Shwaluk v. Royal & Sun Alliance (20-000137)

The claimant was injured in a 1994 accident. She received benefit under the relevant SABS until at least 1996. In 2015, the claimant contacted the insurer and requested that her claim be re-opened as her accident-related impairments had worsened, and that she required 24-hour supervisory care. The insurer agreed that care was required, but disputed the amount of time needed for care, and the amount of the indexed attendant care benefit. The claimant also disputed entitlement to various medical benefits for physical therapy and sought a special award. Vice Chair Todd agreed with the claimant’s proposed attendant care services and accepted that the claimant required supervisory care for severe tremors that impacted her physical safety and would prevent her from engaging with her environment in an emergency. Vice Chair Todd also awarded all the disputed treatment plans for the deteriorating physical condition the claimant demonstrated. Finally, Vice Chair Todd granted a 50 percent special award on ACBs and medical benefits, holding that the insurer’s decision to challenge the cause of the claimant’s injuries only upon re-opening the claim in 2015 (and not at any point during the original adjusting of the claim in the 1990s). The insurer’s behaviour suggested that it did not review the medical records on file from the 1990s. Additionally, the insurer took four years to fully investigate and respond to the 2015 request to re-open the claim.

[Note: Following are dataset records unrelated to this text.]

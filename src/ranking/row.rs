use super::*;
use crate::*;
use serde::Serialize;

/// One ranked line of the leaderboard. Derived, never persisted.
#[derive(Debug, Clone, PartialEq, Eq, Serialize)]
pub struct Row {
    rank: Rank,
    #[serde(rename = "user_id")]
    user: String,
    points: Points,
    highlight: Highlight,
}

impl Row {
    pub fn new(rank: Rank, user: String, points: Points) -> Self {
        Self {
            highlight: Highlight::classify(rank, points),
            rank,
            user,
            points,
        }
    }
    pub fn rank(&self) -> Rank {
        self.rank
    }
    pub fn user(&self) -> &str {
        &self.user
    }
    pub fn points(&self) -> Points {
        self.points
    }
    pub fn highlight(&self) -> Highlight {
        self.highlight
    }
}

impl std::fmt::Display for Row {
    fn fmt(&self, f: &mut std::fmt::Formatter) -> std::fmt::Result {
        write!(f, "{:>4}. {:<24}{:>8}", self.rank, self.user, self.points)
    }
}
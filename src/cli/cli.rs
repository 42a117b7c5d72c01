//! Interactive CLI over the point ledger.
//!
//! Reads one command per line, e.g. `register alice`, `update alice -3`,
//! `board`. Admin commands take `--password` or prompt for it.
use super::*;
use crate::*;
use colored::Colorize;
use std::io::Write;

pub struct CLI<S> {
    book: Book<S>,
    gate: Gate,
}

impl From<Settings> for CLI<Disk> {
    fn from(settings: Settings) -> Self {
        Self::new(settings.book(), settings.gate())
    }
}

impl<S> CLI<S>
where
    S: Store,
{
    pub fn new(book: Book<S>, gate: Gate) -> Self {
        Self { book, gate }
    }

    pub fn run(&self) -> anyhow::Result<()> {
        log::info!("entering points ledger");
        let ref mut stdout = std::io::stdout();
        loop {
            print!("> ");
            stdout.flush()?;
            let ref mut input = String::new();
            if std::io::stdin().read_line(input)? == 0 {
                break;
            }
            match input.trim() {
                "" => continue,
                "quit" => break,
                "exit" => break,
                _ => match self.handle(input, stdout) {
                    Err(e) => eprintln!("{}", e),
                    Ok(_) => continue,
                },
            }
        }
        Ok(())
    }

    pub fn handle(&self, input: &str, out: &mut impl Write) -> anyhow::Result<()> {
        match Query::read(input)? {
            Query::Register { user } => match self.book.register(&user)? {
                true => writeln!(out, "registered {}", user)?,
                false => writeln!(out, "{} already exists", user)?,
            },
            Query::Points { user } => match self.book.get(&user)? {
                Some(points) => writeln!(out, "{} has {} points", user, points)?,
                None => writeln!(out, "{} is not registered", user)?,
            },
            Query::Roster => {
                let ledger = self.book.load()?;
                match ledger.is_empty() {
                    true => writeln!(out, "no players registered yet")?,
                    false => write!(out, "{}", ledger)?,
                }
            }
            Query::Board => {
                let board = self.book.leaderboard()?;
                for row in board.iter() {
                    let line = row.to_string();
                    match row.highlight() {
                        Highlight::Top => writeln!(out, "{}", line.yellow().bold())?,
                        Highlight::Negative => writeln!(out, "{}", line.red())?,
                        Highlight::None => writeln!(out, "{}", line)?,
                    }
                }
                writeln!(out, "last updated {}", self.book.stamp()?)?;
            }
            Query::Stamp => writeln!(out, "{}", self.book.stamp()?)?,
            Query::Update {
                user,
                delta,
                password,
            } => {
                self.authorize(password)?;
                match self.book.update(&user, delta)? {
                    Some(points) => writeln!(out, "{} {:+}, now {} points", user, delta, points)?,
                    None => writeln!(out, "{} is not registered, nothing changed", user)?,
                }
            }
            Query::Set {
                user,
                value,
                password,
            } => {
                self.authorize(password)?;
                match self.book.set(&user, value)? {
                    Some(points) => writeln!(out, "{} now has {} points", user, points)?,
                    None => writeln!(out, "{} is not registered, nothing changed", user)?,
                }
            }
            Query::Import { file, password } => {
                self.authorize(password)?;
                let ref document = std::fs::read_to_string(&file)?;
                let ledger = self.book.import(document)?;
                writeln!(out, "imported {} players from {}", ledger.len(), file.display())?;
            }
            Query::Export { file, password } => {
                self.authorize(password)?;
                std::fs::write(&file, self.book.export()?)?;
                writeln!(out, "exported ledger to {}", file.display())?;
            }
            Query::Digest { password } => writeln!(out, "{}", digest(&password))?,
        }
        Ok(())
    }

    fn authorize(&self, password: Option<String>) -> anyhow::Result<()> {
        let password = match password {
            Some(password) => password,
            None => dialoguer::Password::new()
                .with_prompt("admin password")
                .interact()?,
        };
        match self.gate.admits(&password) {
            true => Ok(()),
            false => Err(anyhow::anyhow!("wrong admin password")),
        }
    }
}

Vaillancourt v. The Guarantee Company of North America (21-008125)

The claimant was previously deemed catastrophically impaired. He applied to the LAT to resolve a dispute concerning the quantum of certain benefits, including attendant care and home modifications. Prior to the accident, the claimant managed his own consulting company, was quite active, and regularly enjoyed doing housework. The insurer denied much of the claimant’s attendant care claim on the basis that the surveillance it collected and the assessments it conducted revealed that the claimant could perform such tasks without supervision and that his post-accident impairments were overstated. Adjudicator Lundy disagreed, preferring the claimant’s framework which focused on the claimant’s functional ability to perform predictably, consistently and reliably. Adjudicator Lundy emphasized that the insurer failed to account for these principles by concluding that the snippets of surveillance it collected showing the claimant performing housework and manual labour indicated that his condition was overstated, when, in reality, the surveillance and assessments undertaken by the insurer failed to account for the fact that the claimant struggled to perform these tasks and that his condition differed on a day-to-day basis. As a result, Adjudicator Lundy found that the claimant was entitled to attendant care benefits in the amount of $6,000.00 per month. The insurer denied the claimant’s proposed home modifications on the basis that his medical/rehabilitation funds were nearly exhausted. Despite eventually designating the claimant CAT, the insurer stood firm in its denial of the proposed home modifications. Adjudicator Lundy found that the claimant fulfilled his evidentiary burden of demonstrating that the home modification assessment and all but two of the proposed home modifications (valued at $87,809.00) fit the criteria of being necessary and reasonable. Despite the insurer’s refusal to pay for the proposed attendant care and home modifications, Adjudicator Lundy found that the claimant was not entitled to a special award. The insurer had triable concerns regarding whether many of the claimant’s proposed plans were necessary and agreed that the claimant was eligible for attendant care and some home modifications, albeit not to the valuations sought by the claimant.